Joe Biden picked up a win in Wisconsin, but hundreds of thousands of votes are outstanding in Pennsylvania.
Mr Trump’s campaign manager Bill Stepien said the president plans to request a recount in Wisconsin, where a gap of less than 1 percentage point means the trailing candidate can force a review.
Mr Stepien said: “The president is well within the threshold to request a recount and we will immediately do so.”
The two candidates, who have proposed dramatically different visions for the nation, split territory across the US after polls closed on Tuesday night.
With neither candidate securing the 270 electoral college votes needed to win the White House, Mr Biden on Wednesday said he was not ready to declare victory but added: “When the count is finished, we believe we will be the winners.”
Speaking in Delaware alongside his running mate, Kamala Harris, Mr Biden said: “Every vote must be counted. We the people will not be silenced.”

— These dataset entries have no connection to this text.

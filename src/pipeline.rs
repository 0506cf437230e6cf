//! The turnaround-time batch: load → merge → derive → filter(valid) → filter(above-average).

use std::collections::{HashMap, HashSet};

use serde::Serialize;
use tracing::{debug, info, warn};

use crate::config::{
    DATE_COLUMN, DURATION_COLUMN, DateFrom, NegativeDurationPolicy, ParsePolicy, PipelineConfig,
    SourceColumns, attribute_column,
};
use crate::error::PipelineError;
use crate::output::persist;
use crate::table::{MergedRecord, MergedTable, RawTable};
use crate::timestamp::{parse_date, parse_timestamp};

/// Row counts gathered while running the pipeline.
#[derive(Debug, Clone, Default, PartialEq, Serialize)]
pub struct RunReport {
    pub productivity_rows: usize,
    pub volume_rows: usize,
    pub merged_rows: usize,
    pub unmatched_productivity: usize,
    pub unmatched_volume: usize,
    pub coerced_cells: usize,
    pub valid_rows: usize,
    pub above_average_rows: usize,
    pub threshold_hours: Option<f64>,
}

/// Output of one pipeline run.
#[derive(Debug, Clone)]
pub struct PipelineRun {
    /// Every merged row with a valid duration; the trend plot is drawn from this.
    pub valid: MergedTable,
    pub above_average: MergedTable,
    pub threshold: Option<f64>,
    pub report: RunReport,
}

/// Reads both sources and inner-joins them on `columns.join_key`.
///
/// Timestamps are parsed and the derived duration and date are filled in.
/// Productivity row order is kept. Keys match exactly. Non-key columns
/// that appear in both sources are suffixed `_x` (productivity) and `_y`
/// (volume); a column named like a derived column is renamed by
/// [`attribute_column`].
#[tracing::instrument(skip_all, fields(join_key = %columns.join_key))]
pub fn load_and_merge(
    productivity: &[u8],
    volume: &[u8],
    columns: &SourceColumns,
    policy: ParsePolicy,
) -> Result<(MergedTable, RunReport), PipelineError> {
    let left = RawTable::from_csv(productivity, "productivity")?;
    let right = RawTable::from_csv(volume, "volume")?;

    let left_key = require(&left, "productivity", &columns.join_key)?;
    let right_key = require(&right, "volume", &columns.join_key)?;

    let shared: HashSet<&str> = left
        .headers
        .iter()
        .filter(|h| **h != columns.join_key)
        .filter(|h| right.column_index(h).is_some())
        .map(String::as_str)
        .collect();

    let mut headers: Vec<String> = left
        .headers
        .iter()
        .map(|h| {
            if shared.contains(h.as_str()) {
                format!("{h}_x")
            } else {
                h.clone()
            }
        })
        .collect();
    let right_cols: Vec<usize> = (0..right.headers.len()).filter(|&i| i != right_key).collect();
    headers.extend(right_cols.iter().map(|&i| {
        let h = &right.headers[i];
        if shared.contains(h.as_str()) {
            format!("{h}_y")
        } else {
            h.clone()
        }
    }));

    let start_idx = position(&headers, &columns.start)?;
    let end_idx = position(&headers, &columns.end)?;
    let headers: Vec<String> = headers.iter().map(|h| attribute_column(h)).collect();

    let mut by_key: HashMap<&str, Vec<usize>> = HashMap::new();
    for (i, row) in right.rows.iter().enumerate() {
        by_key.entry(row[right_key].as_str()).or_default().push(i);
    }
    warn_duplicate_keys("volume", by_key.values().map(Vec::len));

    let mut left_counts: HashMap<&str, usize> = HashMap::new();
    for row in &left.rows {
        *left_counts.entry(row[left_key].as_str()).or_default() += 1;
    }
    warn_duplicate_keys("productivity", left_counts.into_values());

    let mut matched_right: HashSet<usize> = HashSet::new();
    let mut unmatched_productivity = 0;
    let mut records = Vec::new();

    for row in &left.rows {
        let Some(matches) = by_key.get(row[left_key].as_str()) else {
            unmatched_productivity += 1;
            continue;
        };
        for &r in matches {
            matched_right.insert(r);
            let mut values = row.clone();
            values.extend(right_cols.iter().map(|&i| right.rows[r][i].clone()));
            records.push(MergedRecord::new(values));
        }
    }

    let coerced_cells = derive(
        &mut records,
        start_idx,
        end_idx,
        columns.date_from,
        &headers,
        policy,
    )?;

    let report = RunReport {
        productivity_rows: left.len(),
        volume_rows: right.len(),
        merged_rows: records.len(),
        unmatched_productivity,
        unmatched_volume: right.len() - matched_right.len(),
        coerced_cells,
        ..Default::default()
    };

    info!(
        productivity_rows = report.productivity_rows,
        volume_rows = report.volume_rows,
        merged_rows = report.merged_rows,
        unmatched_productivity = report.unmatched_productivity,
        unmatched_volume = report.unmatched_volume,
        coerced_cells,
        "Sources merged"
    );

    Ok((MergedTable::new(headers, records), report))
}

/// Recomputes duration (hours) and date from the `start_col`/`end_col` pair.
///
/// The date is taken from the side named by `date_from`. Missing or
/// unparsable timestamps give a missing duration, unless `policy` is strict.
pub fn compute_duration_hours(
    table: &MergedTable,
    start_col: &str,
    end_col: &str,
    date_from: DateFrom,
    policy: ParsePolicy,
) -> Result<MergedTable, PipelineError> {
    let headers = table.headers();
    let start_idx = position(headers, start_col)?;
    let end_idx = position(headers, end_col)?;

    let mut records = table.records().to_vec();
    let coerced = derive(&mut records, start_idx, end_idx, date_from, headers, policy)?;
    debug!(coerced, start_col, end_col, "Durations recomputed");

    Ok(table.with_records(records))
}

/// Keeps rows with a present, non-negative duration.
///
/// Under [`NegativeDurationPolicy::Include`] negative durations are kept too.
pub fn filter_valid(table: &MergedTable, policy: NegativeDurationPolicy) -> MergedTable {
    let valid = table.filtered(|r| match (r.duration_hours, policy) {
        (Some(h), NegativeDurationPolicy::Exclude) => h >= 0.0,
        (Some(h), NegativeDurationPolicy::Include) => !h.is_nan(),
        (None, _) => false,
    });
    debug!(
        before = table.len(),
        after = valid.len(),
        "Filtered to valid durations"
    );
    valid
}

/// Rows whose duration is strictly greater than the mean duration, with that mean.
///
/// The mean covers every row of `table` that has a duration. The threshold
/// is `None` when no row has one, in which case the result is empty.
pub fn above_average(table: &MergedTable) -> (MergedTable, Option<f64>) {
    let (sum, count) = table
        .durations()
        .fold((0.0, 0usize), |(s, n), h| (s + h, n + 1));

    if count == 0 {
        return (table.filtered(|_| false), None);
    }

    let threshold = sum / count as f64;
    let above = table.filtered(|r| r.duration_hours.is_some_and(|h| h > threshold));
    (above, Some(threshold))
}

/// Runs the whole batch over two in-memory sources.
#[tracing::instrument(skip_all)]
pub fn run(
    productivity: &[u8],
    volume: &[u8],
    config: &PipelineConfig,
) -> Result<PipelineRun, PipelineError> {
    let (merged, mut report) =
        load_and_merge(productivity, volume, &config.columns, config.parse_policy)?;

    let valid = filter_valid(&merged, config.negative_policy);
    let (above, threshold) = above_average(&valid);

    report.valid_rows = valid.len();
    report.above_average_rows = above.len();
    report.threshold_hours = threshold;

    info!(
        valid_rows = report.valid_rows,
        above_average_rows = report.above_average_rows,
        threshold_hours = ?threshold,
        "Pipeline complete"
    );

    Ok(PipelineRun {
        valid,
        above_average: above,
        threshold,
        report,
    })
}

/// Runs the batch and persists the above-average rows to `destination`.
///
/// Nothing is written when the run fails.
pub fn run_and_persist(
    productivity: &[u8],
    volume: &[u8],
    config: &PipelineConfig,
    destination: &std::path::Path,
) -> Result<PipelineRun, PipelineError> {
    let result = run(productivity, volume, config)?;
    persist(&result.above_average, destination)?;
    Ok(result)
}

/// Re-reads a file written by [`crate::output::persist`].
///
/// The stored duration column is used when present; otherwise durations are
/// recomputed from the timestamp pair in `columns`. The date comes from the
/// configured timestamp column, falling back to the stored date column.
pub fn load_persisted(
    bytes: &[u8],
    columns: &SourceColumns,
    policy: ParsePolicy,
) -> Result<MergedTable, PipelineError> {
    let raw = RawTable::from_csv(bytes, "persisted")?;

    // Derived columns are written last; earlier same-named columns are source attributes.
    let duration_idx = raw.headers.iter().rposition(|h| h == DURATION_COLUMN);
    let stored_date_idx = raw.headers.iter().rposition(|h| h == DATE_COLUMN);

    let attribute_cols: Vec<usize> = (0..raw.headers.len())
        .filter(|&i| Some(i) != duration_idx && Some(i) != stored_date_idx)
        .collect();
    let headers: Vec<String> = attribute_cols
        .iter()
        .map(|&i| attribute_column(&raw.headers[i]))
        .collect();

    let start_col = attribute_column(&columns.start);
    let end_col = attribute_column(&columns.end);
    let date_col = attribute_column(columns.date_column());

    if duration_idx.is_none() {
        position(&headers, &start_col).map_err(|_| missing(&columns.start))?;
        position(&headers, &end_col).map_err(|_| missing(&columns.end))?;
    }
    let date_ts_idx = headers
        .iter()
        .position(|h| *h == date_col)
        .map(|i| attribute_cols[i]);
    if date_ts_idx.is_none() && stored_date_idx.is_none() {
        return Err(missing(DATE_COLUMN));
    }

    let mut coerced = 0;
    let mut records = Vec::with_capacity(raw.len());

    for (row_no, row) in raw.rows.iter().enumerate() {
        let mut record =
            MergedRecord::new(attribute_cols.iter().map(|&i| row[i].clone()).collect());

        if let Some(i) = duration_idx {
            record.duration_hours = parse_cell(
                &row[i],
                DURATION_COLUMN,
                row_no,
                policy,
                &mut coerced,
                |s| s.parse::<f64>().ok().filter(|h| h.is_finite()),
            )?;
        }

        let from_ts = match date_ts_idx {
            Some(i) => parse_cell(&row[i], &date_col, row_no, policy, &mut coerced, parse_date)?,
            None => None,
        };
        record.date = from_ts.or_else(|| stored_date_idx.and_then(|i| parse_date(&row[i])));

        records.push(record);
    }

    let table = MergedTable::new(headers, records);
    let table = if duration_idx.is_none() {
        let recomputed =
            compute_duration_hours(&table, &start_col, &end_col, columns.date_from, policy)?;
        let records = recomputed
            .records()
            .iter()
            .zip(table.records())
            .map(|(new, old)| MergedRecord {
                date: new.date.or(old.date),
                ..new.clone()
            })
            .collect();
        table.with_records(records)
    } else {
        table
    };

    info!(rows = table.len(), coerced, "Loaded persisted table");
    Ok(table)
}

fn missing(column: &str) -> PipelineError {
    PipelineError::Schema {
        source_name: "persisted",
        column: column.to_string(),
    }
}

fn warn_duplicate_keys(source_name: &str, counts: impl Iterator<Item = usize>) {
    let duplicate_keys = counts.filter(|&n| n > 1).count();
    if duplicate_keys > 0 {
        warn!(source_name, duplicate_keys, "Repeated join keys");
    }
}

fn require(table: &RawTable, source_name: &'static str, column: &str) -> Result<usize, PipelineError> {
    table
        .column_index(column)
        .ok_or_else(|| PipelineError::Schema {
            source_name,
            column: column.to_string(),
        })
}

fn position(headers: &[String], column: &str) -> Result<usize, PipelineError> {
    headers
        .iter()
        .position(|h| h == column)
        .ok_or_else(|| PipelineError::Schema {
            source_name: "merged table",
            column: column.to_string(),
        })
}

/// Parses one cell under `policy`. Blank cells are missing, not errors.
fn parse_cell<T>(
    raw: &str,
    column: &str,
    row: usize,
    policy: ParsePolicy,
    coerced: &mut usize,
    parse: impl Fn(&str) -> Option<T>,
) -> Result<Option<T>, PipelineError> {
    if raw.trim().is_empty() {
        return Ok(None);
    }
    match parse(raw.trim()) {
        Some(v) => Ok(Some(v)),
        None => match policy {
            ParsePolicy::Coerce => {
                *coerced += 1;
                Ok(None)
            }
            ParsePolicy::Strict => Err(PipelineError::Parse {
                column: column.to_string(),
                row,
                value: raw.to_string(),
            }),
        },
    }
}

/// Fills in duration and date for every record; returns the number of coerced cells.
fn derive(
    records: &mut [MergedRecord],
    start_idx: usize,
    end_idx: usize,
    date_from: DateFrom,
    headers: &[String],
    policy: ParsePolicy,
) -> Result<usize, PipelineError> {
    let mut coerced = 0;

    for (row, record) in records.iter_mut().enumerate() {
        let start = parse_cell(
            &record.values[start_idx],
            &headers[start_idx],
            row,
            policy,
            &mut coerced,
            parse_timestamp,
        )?;
        let end = parse_cell(
            &record.values[end_idx],
            &headers[end_idx],
            row,
            policy,
            &mut coerced,
            parse_timestamp,
        )?;

        record.duration_hours = match (start, end) {
            (Some(s), Some(e)) => Some((e - s).num_milliseconds() as f64 / 3_600_000.0),
            _ => None,
        };

        record.date = match date_from {
            DateFrom::Start => start.map(|s| s.date()),
            DateFrom::End => end.map(|e| e.date()),
        };
    }

    if coerced > 0 {
        warn!(coerced, "Unparsable timestamps coerced to missing");
    }

    Ok(coerced)
}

But Mr Trump, in an extraordinary move from the White House, called for outstanding ballots not to be counted.
The Republican president made premature claims of victories in several key states and said he would take the election to the Supreme Court to stop the counting. It was unclear exactly what legal action he might try to pursue.
Vote tabulations routinely continue beyond election day, and states largely set the rules for when the count has to end.
Several states allow mailed-in votes to be accepted after election day as long as they are postmarked by Tuesday. They include Pennsylvania, where ballots postmarked by November 3 can be accepted if they arrive up to three days after the election.
Mr Trump suggested those ballots should not be counted.
Pennsylvania governor Tom Wolf tweeted that his state had more than a million ballots to be counted, and said officials “promised Pennsylvanians that we would count every vote and that’s what we’re going to do”.
Democrats typically outperform Republicans in mail voting, while the Republicans look to make up ground in election day turnout. That means the early margins between the candidates could be influenced by which type of votes — early or election day — being reported by the states.
Throughout the campaign, Mr Trump cast doubt on the integrity of the election and repeatedly suggested that mail-in ballots should not be counted. Both campaigns have teams of lawyers at the ready to move into battleground states if there are legal challenges.
The tight overall contest reflects a deeply polarised nation struggling to respond to the worst health crisis in more than a century, with millions of lost jobs, and a reckoning on racial injustice.
Mr Trump kept several states, including Texas, Iowa and Ohio, where Mr Biden had made a strong play in the final stages of the campaign, but the Democrat also picked off states where the president sought to compete, including New Hampshire and Minnesota.
Florida was the biggest and most fiercely contested battleground on the map, with both campaigns battling over the 29 electoral college votes that went to Mr Trump.